GIVEN RECORDS>
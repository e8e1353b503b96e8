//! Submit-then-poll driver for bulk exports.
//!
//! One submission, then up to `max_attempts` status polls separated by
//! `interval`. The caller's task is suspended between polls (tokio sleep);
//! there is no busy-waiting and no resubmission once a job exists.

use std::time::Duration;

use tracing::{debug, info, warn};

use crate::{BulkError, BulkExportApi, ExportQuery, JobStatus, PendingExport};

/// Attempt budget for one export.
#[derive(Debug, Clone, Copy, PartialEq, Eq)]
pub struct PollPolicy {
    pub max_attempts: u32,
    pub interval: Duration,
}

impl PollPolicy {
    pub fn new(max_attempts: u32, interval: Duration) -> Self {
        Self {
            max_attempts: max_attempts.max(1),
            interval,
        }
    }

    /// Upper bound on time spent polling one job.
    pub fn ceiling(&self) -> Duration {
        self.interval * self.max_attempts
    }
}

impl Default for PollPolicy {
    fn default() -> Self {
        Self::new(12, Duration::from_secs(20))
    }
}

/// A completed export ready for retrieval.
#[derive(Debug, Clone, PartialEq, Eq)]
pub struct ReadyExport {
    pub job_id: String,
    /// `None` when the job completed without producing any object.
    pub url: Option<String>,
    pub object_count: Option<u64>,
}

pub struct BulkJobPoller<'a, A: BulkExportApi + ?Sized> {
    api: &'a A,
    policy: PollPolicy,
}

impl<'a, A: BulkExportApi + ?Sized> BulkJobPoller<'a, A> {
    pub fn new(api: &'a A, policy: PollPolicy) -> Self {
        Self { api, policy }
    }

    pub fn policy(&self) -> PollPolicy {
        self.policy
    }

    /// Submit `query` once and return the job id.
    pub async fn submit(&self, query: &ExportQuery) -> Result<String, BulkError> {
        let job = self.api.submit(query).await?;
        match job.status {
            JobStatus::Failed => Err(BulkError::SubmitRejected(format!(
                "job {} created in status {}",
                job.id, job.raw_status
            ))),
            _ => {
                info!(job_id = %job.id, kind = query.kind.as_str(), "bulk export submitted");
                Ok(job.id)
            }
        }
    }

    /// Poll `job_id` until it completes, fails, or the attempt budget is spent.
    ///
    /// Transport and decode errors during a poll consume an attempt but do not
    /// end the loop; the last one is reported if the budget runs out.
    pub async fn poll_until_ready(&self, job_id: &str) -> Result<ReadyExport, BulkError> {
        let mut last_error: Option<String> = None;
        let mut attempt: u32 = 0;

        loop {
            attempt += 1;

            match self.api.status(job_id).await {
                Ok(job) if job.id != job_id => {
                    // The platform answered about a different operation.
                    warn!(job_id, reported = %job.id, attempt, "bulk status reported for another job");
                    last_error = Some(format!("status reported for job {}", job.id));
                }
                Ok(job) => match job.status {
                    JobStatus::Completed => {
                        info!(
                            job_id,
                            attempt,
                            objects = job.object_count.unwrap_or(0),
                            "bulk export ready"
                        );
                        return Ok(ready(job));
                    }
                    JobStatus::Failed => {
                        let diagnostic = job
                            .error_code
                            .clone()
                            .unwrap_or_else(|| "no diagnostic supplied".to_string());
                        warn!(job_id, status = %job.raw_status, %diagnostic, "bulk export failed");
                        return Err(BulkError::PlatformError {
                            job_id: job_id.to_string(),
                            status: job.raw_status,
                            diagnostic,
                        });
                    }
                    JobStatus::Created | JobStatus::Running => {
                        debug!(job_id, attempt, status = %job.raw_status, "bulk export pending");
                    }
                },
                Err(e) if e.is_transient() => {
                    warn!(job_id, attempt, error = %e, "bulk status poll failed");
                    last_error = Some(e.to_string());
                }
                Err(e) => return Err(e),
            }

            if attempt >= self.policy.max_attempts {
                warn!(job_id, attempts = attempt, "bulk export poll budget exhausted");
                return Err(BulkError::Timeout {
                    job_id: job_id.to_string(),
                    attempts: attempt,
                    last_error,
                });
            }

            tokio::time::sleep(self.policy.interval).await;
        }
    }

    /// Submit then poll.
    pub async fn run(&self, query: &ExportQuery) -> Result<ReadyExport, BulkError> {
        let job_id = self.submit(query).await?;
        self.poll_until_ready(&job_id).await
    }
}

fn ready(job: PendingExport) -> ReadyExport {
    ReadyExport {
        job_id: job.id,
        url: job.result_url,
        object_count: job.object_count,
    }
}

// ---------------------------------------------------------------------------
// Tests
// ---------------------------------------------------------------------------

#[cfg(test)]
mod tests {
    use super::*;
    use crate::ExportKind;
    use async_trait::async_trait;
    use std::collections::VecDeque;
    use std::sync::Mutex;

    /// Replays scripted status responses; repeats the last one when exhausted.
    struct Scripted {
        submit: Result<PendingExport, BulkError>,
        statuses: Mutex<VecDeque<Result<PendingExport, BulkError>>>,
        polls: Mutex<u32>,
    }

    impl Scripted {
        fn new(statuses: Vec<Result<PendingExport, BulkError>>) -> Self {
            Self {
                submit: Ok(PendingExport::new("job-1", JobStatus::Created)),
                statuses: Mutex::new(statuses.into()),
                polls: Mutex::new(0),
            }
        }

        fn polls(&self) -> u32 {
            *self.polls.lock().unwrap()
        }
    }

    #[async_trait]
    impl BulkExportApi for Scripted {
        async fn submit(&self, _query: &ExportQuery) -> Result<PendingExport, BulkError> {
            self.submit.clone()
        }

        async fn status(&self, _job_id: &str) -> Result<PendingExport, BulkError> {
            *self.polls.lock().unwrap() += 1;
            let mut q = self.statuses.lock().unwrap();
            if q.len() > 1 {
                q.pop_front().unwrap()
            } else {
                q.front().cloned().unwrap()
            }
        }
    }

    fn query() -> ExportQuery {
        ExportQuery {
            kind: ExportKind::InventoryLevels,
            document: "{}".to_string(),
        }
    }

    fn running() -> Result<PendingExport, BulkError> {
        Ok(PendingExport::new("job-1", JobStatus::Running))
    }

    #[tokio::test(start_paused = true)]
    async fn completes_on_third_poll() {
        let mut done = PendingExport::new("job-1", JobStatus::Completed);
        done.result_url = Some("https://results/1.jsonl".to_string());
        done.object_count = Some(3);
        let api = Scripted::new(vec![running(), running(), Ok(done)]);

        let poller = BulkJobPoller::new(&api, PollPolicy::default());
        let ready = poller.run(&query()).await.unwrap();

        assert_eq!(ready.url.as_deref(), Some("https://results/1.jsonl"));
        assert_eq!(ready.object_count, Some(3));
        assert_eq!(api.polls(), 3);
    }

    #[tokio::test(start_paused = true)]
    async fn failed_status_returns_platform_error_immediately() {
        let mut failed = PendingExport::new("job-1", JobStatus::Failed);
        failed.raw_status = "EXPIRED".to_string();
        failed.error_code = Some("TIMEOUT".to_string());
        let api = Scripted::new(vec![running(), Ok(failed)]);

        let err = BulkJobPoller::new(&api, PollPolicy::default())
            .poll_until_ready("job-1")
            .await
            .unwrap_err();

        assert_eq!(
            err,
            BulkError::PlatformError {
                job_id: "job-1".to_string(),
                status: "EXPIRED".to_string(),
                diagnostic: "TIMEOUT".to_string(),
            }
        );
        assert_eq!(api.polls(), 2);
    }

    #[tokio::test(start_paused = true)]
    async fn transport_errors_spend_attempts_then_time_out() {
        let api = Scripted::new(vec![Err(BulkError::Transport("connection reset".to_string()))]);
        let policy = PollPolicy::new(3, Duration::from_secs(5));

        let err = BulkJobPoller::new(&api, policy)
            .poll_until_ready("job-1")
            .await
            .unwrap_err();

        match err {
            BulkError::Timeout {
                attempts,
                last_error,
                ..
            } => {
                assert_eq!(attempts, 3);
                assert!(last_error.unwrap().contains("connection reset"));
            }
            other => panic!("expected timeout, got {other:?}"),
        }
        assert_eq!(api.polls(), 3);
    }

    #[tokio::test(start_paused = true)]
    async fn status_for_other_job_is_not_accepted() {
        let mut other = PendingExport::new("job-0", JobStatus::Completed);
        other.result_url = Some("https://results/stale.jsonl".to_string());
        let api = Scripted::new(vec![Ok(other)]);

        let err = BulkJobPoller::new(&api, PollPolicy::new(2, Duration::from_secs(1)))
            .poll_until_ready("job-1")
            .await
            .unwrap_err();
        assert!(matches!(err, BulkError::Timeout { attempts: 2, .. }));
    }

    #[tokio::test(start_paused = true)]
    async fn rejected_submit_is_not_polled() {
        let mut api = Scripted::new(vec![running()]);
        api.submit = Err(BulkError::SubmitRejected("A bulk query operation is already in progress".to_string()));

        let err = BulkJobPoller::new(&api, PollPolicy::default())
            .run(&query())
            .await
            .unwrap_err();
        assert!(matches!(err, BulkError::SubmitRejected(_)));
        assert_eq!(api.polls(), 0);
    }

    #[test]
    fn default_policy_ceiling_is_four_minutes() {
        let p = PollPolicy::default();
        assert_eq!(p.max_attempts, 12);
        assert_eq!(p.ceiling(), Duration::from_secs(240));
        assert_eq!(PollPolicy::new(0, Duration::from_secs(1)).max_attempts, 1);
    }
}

PROBLEM STATEMENT>
Please, starting with the first line of the material above, write out each line exactly and finish on the line that includes "pub struct ReadyExport".

FINAL ANSWER>
repository e8e1353b503b96e8
//! Submit-then-poll driver for bulk exports.
//!
//! One submission, then up to `max_attempts` status polls separated by
//! `interval`. The caller's task is suspended between polls (tokio sleep);
//! there is no busy-waiting and no resubmission once a job exists.

use std::time::Duration;

use tracing::{debug, info, warn};

use crate::{BulkError, BulkExportApi, ExportQuery, JobStatus, PendingExport};

/// Attempt budget for one export.
#[derive(Debug, Clone, Copy, PartialEq, Eq)]
pub struct PollPolicy {
    pub max_attempts: u32,
    pub interval: Duration,
}

impl PollPolicy {
    pub fn new(max_attempts: u32, interval: Duration) -> Self {
        Self {
            max_attempts: max_attempts.max(1),
            interval,
        }
    }

    /// Upper bound on time spent polling one job.
    pub fn ceiling(&self) -> Duration {
        self.interval * self.max_attempts
    }
}

impl Default for PollPolicy {
    fn default() -> Self {
        Self::new(12, Duration::from_secs(20))
    }
}

/// A completed export ready for retrieval.
#[derive(Debug, Clone, PartialEq, Eq)]
pub struct ReadyExport {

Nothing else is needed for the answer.